Culture
Human society statistics | |
---|---|
World population | 7.1 billion |
Population density | 12.7 per km² (4.9 mi²) by total area 43.6 per km² (16.8 mi²) by land area |
Largest agglomerations | Beijing, Bogotá, Buenos Aires, Cairo, Delhi, Dhaka, Guangzhou, Istanbul, Jakarta, Karachi, Kinshasa, Kolkata, Lagos, Lima, London, Los Angeles, Manila, Mexico City, Moscow, Mumbai, New York City, Osaka, Paris, Rio de Janeiro, São Paulo, Seoul, Shanghai, Shenzhen, Tehran, Tianjin, Tokyo, Wuhan |
Most widely spoken languages | Mandarin Chinese, English, Spanish, Arabic, Hindi, Bengali, Portuguese, Russian, Japanese, German, Javanese, Punjabi, Telugu, Vietnamese, French, Marathi, Turkish, Korean, Tamil, Italian, Urdu, Indonesian |
Most popular religions | Christianity, Islam, Hinduism, Buddhism, Sikhism, Judaism, Baha'i |
GDP (nominal) | $36,356,240 million USD ($5,797 USD per capita) |
GDP (PPP) | $51,656,251 million IND ($8,236 per capita) |
Humans are highly social beings and tend to live in large complex social groups. More than any other creature, humans are adept at utilizing systems of communication for self-expression, the exchange of ideas, and organization, and as such have created complex social structures composed of many cooperating and competing groups. Human groups range from families to nations.
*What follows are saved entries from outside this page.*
//! Candlecast server: intraday market-data and forecasting service.
//!
//! # Usage
//! ```sh
//! DATABASE_URL=sqlite://data/candlecast.db cargo run
//! ```
//! Configuration is environment-driven; see `config.rs` for the knobs.

use anyhow::Result;
use candlecast::application::system::Application;
use candlecast::config::Config;
use candlecast::interfaces::http::build_router;
use clap::Parser;
use tracing::{Level, info};
use tracing_subscriber::prelude::*;

#[derive(Parser)]
#[command(name = "candlecast", about = "Intraday market-data and forecasting service")]
struct Cli {
    /// Override BIND_ADDR from the environment.
    #[arg(long)]
    bind: Option<String>,
}

#[tokio::main]
async fn main() -> Result<()> {
    dotenvy::dotenv().ok();
    let cli = Cli::parse();

    let stdout_layer = tracing_subscriber::fmt::layer().with_target(false);
    tracing_subscriber::registry()
        .with(tracing_subscriber::EnvFilter::from_default_env().add_directive(Level::INFO.into()))
        .with(stdout_layer)
        .init();

    info!("candlecast {} starting", env!("CARGO_PKG_VERSION"));

    let mut config = Config::from_env()?;
    if let Some(bind) = cli.bind {
        config.bind_addr = bind;
    }
    info!(
        "config: providers={:?} db={} bind={}",
        config.provider_order, config.database_url, config.bind_addr
    );

    let app = Application::build(config.clone()).await?;
    app.start_background();

    let router = build_router(app);
    let listener = tokio::net::TcpListener::bind(&config.bind_addr).await?;
    info!("listening on {}", config.bind_addr);

    axum::serve(listener, router)
        .with_graceful_shutdown(async {
            let _ = tokio::signal::ctrl_c().await;
            info!("shutdown signal received");
        })
        .await?;

    Ok(())
}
Social interactions between humans have established an extremely wide variety of values, social norms, and rituals, which together form the basis of human society.
Culture is defined here as patterns of complex symbolic behavior, i.e. all behavior that is not innate but which has to be learned through social interaction with others; such as the use of distinctive material and symbolic systems, including language, ritual, social organization, traditions, beliefs and technology.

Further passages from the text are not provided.